We encourage AP Biology teachers to take heart and recognize that shifting years of students’ prior ways of learning science can take time. But what the AP teaching community has shown, year after year, is that they can meet and exceed the standards required of colleges for credit and placement. More importantly, AP Biology teachers are transforming the depth of science understanding and skills when in classrooms worldwide they shift the focus of classroom instruction away from rapid content coverage to help students learn to explain and describe their understanding of science content, and to design and conduct laboratory and mathematical tasks essential to understanding natural phenomena. If a student cannot perform such tasks, the research consistently shows that they will not retain or use the knowledge they have learned in AP Biology, and will be insufficiently prepared for much of what they will be required to do in science majors. Hats off to the AP Biology teaching community for the tremendous change you are seeking to effect in your students’ understanding of biology.
After reading that back in June, I was quite worried about how my students did!  Well, scores have been released, and I am very pleased to say that Nathan got a 4!  So did Isaac McC!  I'm very proud of them all.  It was hard to prepare for a test where we had no idea how it would actually look.  This year was definitely challenging for all of us, but the boys all worked so hard.  Most of the other kids taking this exam were juniors and seniors, whereas my kids were either a sophomore (Nathan) or freshmen (the other 3).  They did not have an honors or pre-AP biology class, other than life science 2 years ago, or a chemistry class other than BJU Physical Science year before last. 

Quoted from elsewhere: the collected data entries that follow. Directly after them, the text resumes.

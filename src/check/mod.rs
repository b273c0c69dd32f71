//! Split-tree verification.
//!
//! This module walks an existing `train/ val/ test/` tree and reports
//! structural problems without modifying anything: missing split
//! directories, classes absent from a split, the same record appearing in
//! two splits, and entries that do not belong in the tree.

mod report;

pub use report::{CheckContext, CheckIssue, CheckReport, IssueCode, Severity};

use std::collections::{BTreeMap, BTreeSet};
use std::path::{Path, PathBuf};

use walkdir::WalkDir;

use crate::dataset::IMAGE_EXTENSIONS;
use crate::error::TrifoldError;
use crate::split::{Split, SplitCounts};

/// Checks the split tree under `root` and returns a report of all issues.
///
/// Issues never abort the walk; only filesystem failures do. The exit
/// decision (errors only, or warnings too under `--strict`) is left to the
/// caller.
pub fn check_split_tree(root: &Path) -> Result<CheckReport, TrifoldError> {
    if !root.is_dir() {
        return Err(TrifoldError::SourceNotADirectory {
            path: root.to_path_buf(),
        });
    }

    let mut report = CheckReport::new();

    // (class, file) -> splits that contain it
    let mut placements: BTreeMap<(String, String), Vec<Split>> = BTreeMap::new();
    let mut classes_by_split: BTreeMap<Split, BTreeSet<String>> = BTreeMap::new();
    let mut files_per_split: BTreeMap<Split, usize> = BTreeMap::new();
    let mut existing_splits: BTreeSet<Split> = BTreeSet::new();

    for split in Split::ALL {
        let split_dir = root.join(split.dir_name());
        if !split_dir.is_dir() {
            report.add(CheckIssue::error(
                IssueCode::MissingSplitDir,
                format!("expected directory '{}/' was not found", split.dir_name()),
                CheckContext::Tree,
            ));
            continue;
        }

        existing_splits.insert(split);
        let seen_classes = classes_by_split.entry(split).or_default();
        let file_count = files_per_split.entry(split).or_default();

        let (class_dirs, stray_files) = sorted_children(&split_dir)?;
        for path in stray_files {
            report.add(CheckIssue::warning(
                IssueCode::StrayEntry,
                "file does not belong at split level",
                CheckContext::Entry { path },
            ));
        }

        for class_dir in class_dirs {
            let label = name_of(&class_dir);
            seen_classes.insert(label.clone());

            let (nested_dirs, files) = sorted_children(&class_dir)?;
            for path in nested_dirs {
                report.add(CheckIssue::warning(
                    IssueCode::StrayEntry,
                    "unexpected directory inside a class",
                    CheckContext::Entry { path },
                ));
            }

            for path in files {
                if !is_image(&path) {
                    report.add(CheckIssue::warning(
                        IssueCode::StrayEntry,
                        "unexpected non-image file",
                        CheckContext::Entry { path },
                    ));
                    continue;
                }

                *file_count += 1;
                placements
                    .entry((label.clone(), name_of(&path)))
                    .or_default()
                    .push(split);
            }
        }
    }

    for ((label, file), splits) in &placements {
        if splits.len() > 1 {
            let list: Vec<&str> = splits.iter().map(|s| s.dir_name()).collect();
            report.add(CheckIssue::error(
                IssueCode::DuplicateAcrossSplits,
                format!(
                    "'{}/{}' appears in more than one split ({})",
                    label,
                    file,
                    list.join(", ")
                ),
                CheckContext::Tree,
            ));
        }
    }

    let all_classes: BTreeSet<String> = classes_by_split
        .values()
        .flat_map(|set| set.iter().cloned())
        .collect();

    for split in &existing_splits {
        let seen = &classes_by_split[split];
        for label in &all_classes {
            if !seen.contains(label) {
                report.add(CheckIssue::warning(
                    IssueCode::ClassMissingFromSplit,
                    format!("class has no directory under '{}/'", split.dir_name()),
                    CheckContext::Class {
                        split: split.dir_name().to_string(),
                        label: label.clone(),
                    },
                ));
            }
        }
    }

    let total: usize = files_per_split.values().sum();
    if !existing_splits.is_empty() {
        if total == 0 {
            report.add(CheckIssue::error(
                IssueCode::EmptyTree,
                "no files found in any split",
                CheckContext::Tree,
            ));
        } else {
            for split in &existing_splits {
                if files_per_split.get(split).copied().unwrap_or(0) == 0 {
                    report.add(CheckIssue::warning(
                        IssueCode::EmptySplit,
                        "split contains no files",
                        CheckContext::Split {
                            name: split.dir_name().to_string(),
                        },
                    ));
                }
            }
        }
    }

    report.counts = SplitCounts {
        train: files_per_split.get(&Split::Train).copied().unwrap_or(0),
        val: files_per_split.get(&Split::Val).copied().unwrap_or(0),
        test: files_per_split.get(&Split::Test).copied().unwrap_or(0),
        total,
    };
    report.classes = all_classes.len();

    Ok(report)
}

/// Lists the direct children of `dir`, split into directories and files,
/// each sorted by path.
fn sorted_children(dir: &Path) -> Result<(Vec<PathBuf>, Vec<PathBuf>), TrifoldError> {
    let mut dirs = Vec::new();
    let mut files = Vec::new();

    for entry in WalkDir::new(dir).min_depth(1).max_depth(1).follow_links(true) {
        let entry = entry.map_err(|source| TrifoldError::Scan {
            path: dir.to_path_buf(),
            message: format!("failed while traversing directory: {source}"),
        })?;

        if entry.file_type().is_dir() {
            dirs.push(entry.path().to_path_buf());
        } else {
            files.push(entry.path().to_path_buf());
        }
    }

    dirs.sort();
    files.sort();
    Ok((dirs, files))
}

fn is_image(path: &Path) -> bool {
    path.extension()
        .and_then(|ext| ext.to_str())
        .is_some_and(|ext| {
            IMAGE_EXTENSIONS
                .iter()
                .any(|known| ext.eq_ignore_ascii_case(known))
        })
}

fn name_of(path: &Path) -> String {
    path.file_name()
        .map(|name| name.to_string_lossy().into_owned())
        .unwrap_or_default()
}

#[cfg(test)]
mod tests {
    use super::*;
    use std::fs;
    use tempfile::tempdir;

    fn write_tree(root: &Path, entries: &[(&str, &str, &[&str])]) {
        for (split, class, files) in entries {
            let dir = root.join(split).join(class);
            fs::create_dir_all(&dir).expect("mkdir");
            for file in *files {
                fs::write(dir.join(file), b"x").expect("write");
            }
        }
    }

    #[test]
    fn test_clean_tree_passes() {
        let dir = tempdir().expect("tempdir");
        write_tree(
            dir.path(),
            &[
                ("train", "healthy", &["a.jpg", "b.jpg"]),
                ("val", "healthy", &["c.jpg"]),
                ("test", "healthy", &["d.jpg"]),
            ],
        );

        let report = check_split_tree(dir.path()).expect("check");
        assert!(report.is_clean(), "unexpected issues: {report}");
        assert_eq!(report.counts.train, 2);
        assert_eq!(report.counts.total, 4);
        assert_eq!(report.classes, 1);
    }

    #[test]
    fn test_missing_split_dir_is_an_error() {
        let dir = tempdir().expect("tempdir");
        write_tree(
            dir.path(),
            &[
                ("train", "healthy", &["a.jpg"]),
                ("test", "healthy", &["b.jpg"]),
            ],
        );

        let report = check_split_tree(dir.path()).expect("check");
        assert_eq!(report.error_count(), 1);
        assert!(report
            .issues
            .iter()
            .any(|issue| issue.code == IssueCode::MissingSplitDir));
    }

    #[test]
    fn test_duplicate_across_splits_is_an_error() {
        let dir = tempdir().expect("tempdir");
        write_tree(
            dir.path(),
            &[
                ("train", "healthy", &["same.jpg"]),
                ("val", "healthy", &["same.jpg"]),
                ("test", "healthy", &["other.jpg"]),
            ],
        );

        let report = check_split_tree(dir.path()).expect("check");
        assert!(!report.is_ok());
        assert!(report
            .issues
            .iter()
            .any(|issue| issue.code == IssueCode::DuplicateAcrossSplits));
    }

    #[test]
    fn test_same_file_name_in_different_classes_is_fine() {
        let dir = tempdir().expect("tempdir");
        write_tree(
            dir.path(),
            &[
                ("train", "healthy", &["img.jpg"]),
                ("val", "blight", &["img.jpg"]),
                ("test", "healthy", &["img2.jpg"]),
            ],
        );

        let report = check_split_tree(dir.path()).expect("check");
        assert!(!report
            .issues
            .iter()
            .any(|issue| issue.code == IssueCode::DuplicateAcrossSplits));
    }

    #[test]
    fn test_class_missing_from_split_is_a_warning() {
        let dir = tempdir().expect("tempdir");
        write_tree(
            dir.path(),
            &[
                ("train", "healthy", &["a.jpg"]),
                ("train", "blight", &["b.jpg"]),
                ("val", "healthy", &["c.jpg"]),
                ("val", "blight", &["d.jpg"]),
                ("test", "healthy", &["e.jpg"]),
            ],
        );

        let report = check_split_tree(dir.path()).expect("check");
        assert!(report.is_ok());
        assert_eq!(report.warning_count(), 1);
        assert!(report
            .issues
            .iter()
            .any(|issue| issue.code == IssueCode::ClassMissingFromSplit));
    }

    #[test]
    fn test_stray_entries_are_warnings() {
        let dir = tempdir().expect("tempdir");
        write_tree(dir.path(), &[("train", "healthy", &["a.jpg"])]);
        write_tree(dir.path(), &[("val", "healthy", &["b.jpg"])]);
        write_tree(dir.path(), &[("test", "healthy", &["c.jpg"])]);
        fs::write(dir.path().join("train").join("notes.txt"), b"x").expect("write");
        fs::write(
            dir.path().join("train").join("healthy").join("extra.csv"),
            b"x",
        )
        .expect("write");

        let report = check_split_tree(dir.path()).expect("check");
        assert!(report.is_ok());
        let strays = report
            .issues
            .iter()
            .filter(|issue| issue.code == IssueCode::StrayEntry)
            .count();
        assert_eq!(strays, 2);
    }

    #[test]
    fn test_empty_tree_is_an_error() {
        let dir = tempdir().expect("tempdir");
        for split in ["train", "val", "test"] {
            fs::create_dir_all(dir.path().join(split)).expect("mkdir");
        }

        let report = check_split_tree(dir.path()).expect("check");
        assert!(report
            .issues
            .iter()
            .any(|issue| issue.code == IssueCode::EmptyTree));
    }

    #[test]
    fn test_empty_split_is_a_warning() {
        let dir = tempdir().expect("tempdir");
        write_tree(
            dir.path(),
            &[
                ("train", "healthy", &["a.jpg"]),
                ("test", "healthy", &["b.jpg"]),
            ],
        );
        fs::create_dir_all(dir.path().join("val").join("healthy")).expect("mkdir");

        let report = check_split_tree(dir.path()).expect("check");
        assert!(report
            .issues
            .iter()
            .any(|issue| issue.code == IssueCode::EmptySplit));
    }

    #[test]
    fn test_root_must_be_a_directory() {
        let dir = tempdir().expect("tempdir");
        let file = dir.path().join("file");
        fs::write(&file, b"x").expect("write");

        let err = check_split_tree(&file).expect_err("should fail");
        assert!(matches!(err, TrifoldError::SourceNotADirectory { .. }));
    }
}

I would love to be able to access a teacher score report for them, but that won't happen, since we're not part of an official "school".  That would give me more information on what exactly they missed, which would be helpful for me when I teach this again in another year to Luke and Caleb McC.  Oh well.  Even without that information, I have learned a lot, and now that I have access to the AP bio teacher forum on the College Board website, that has been so helpful as well.  (In fact, that is where I got this score report!) 
So the glory goes to the Lord.  None of us could have been successful this year without Him guiding us, showing me what to focus on, helping me help the boys understand the concepts, leading me to find resources, and so on.  I am so thankful!!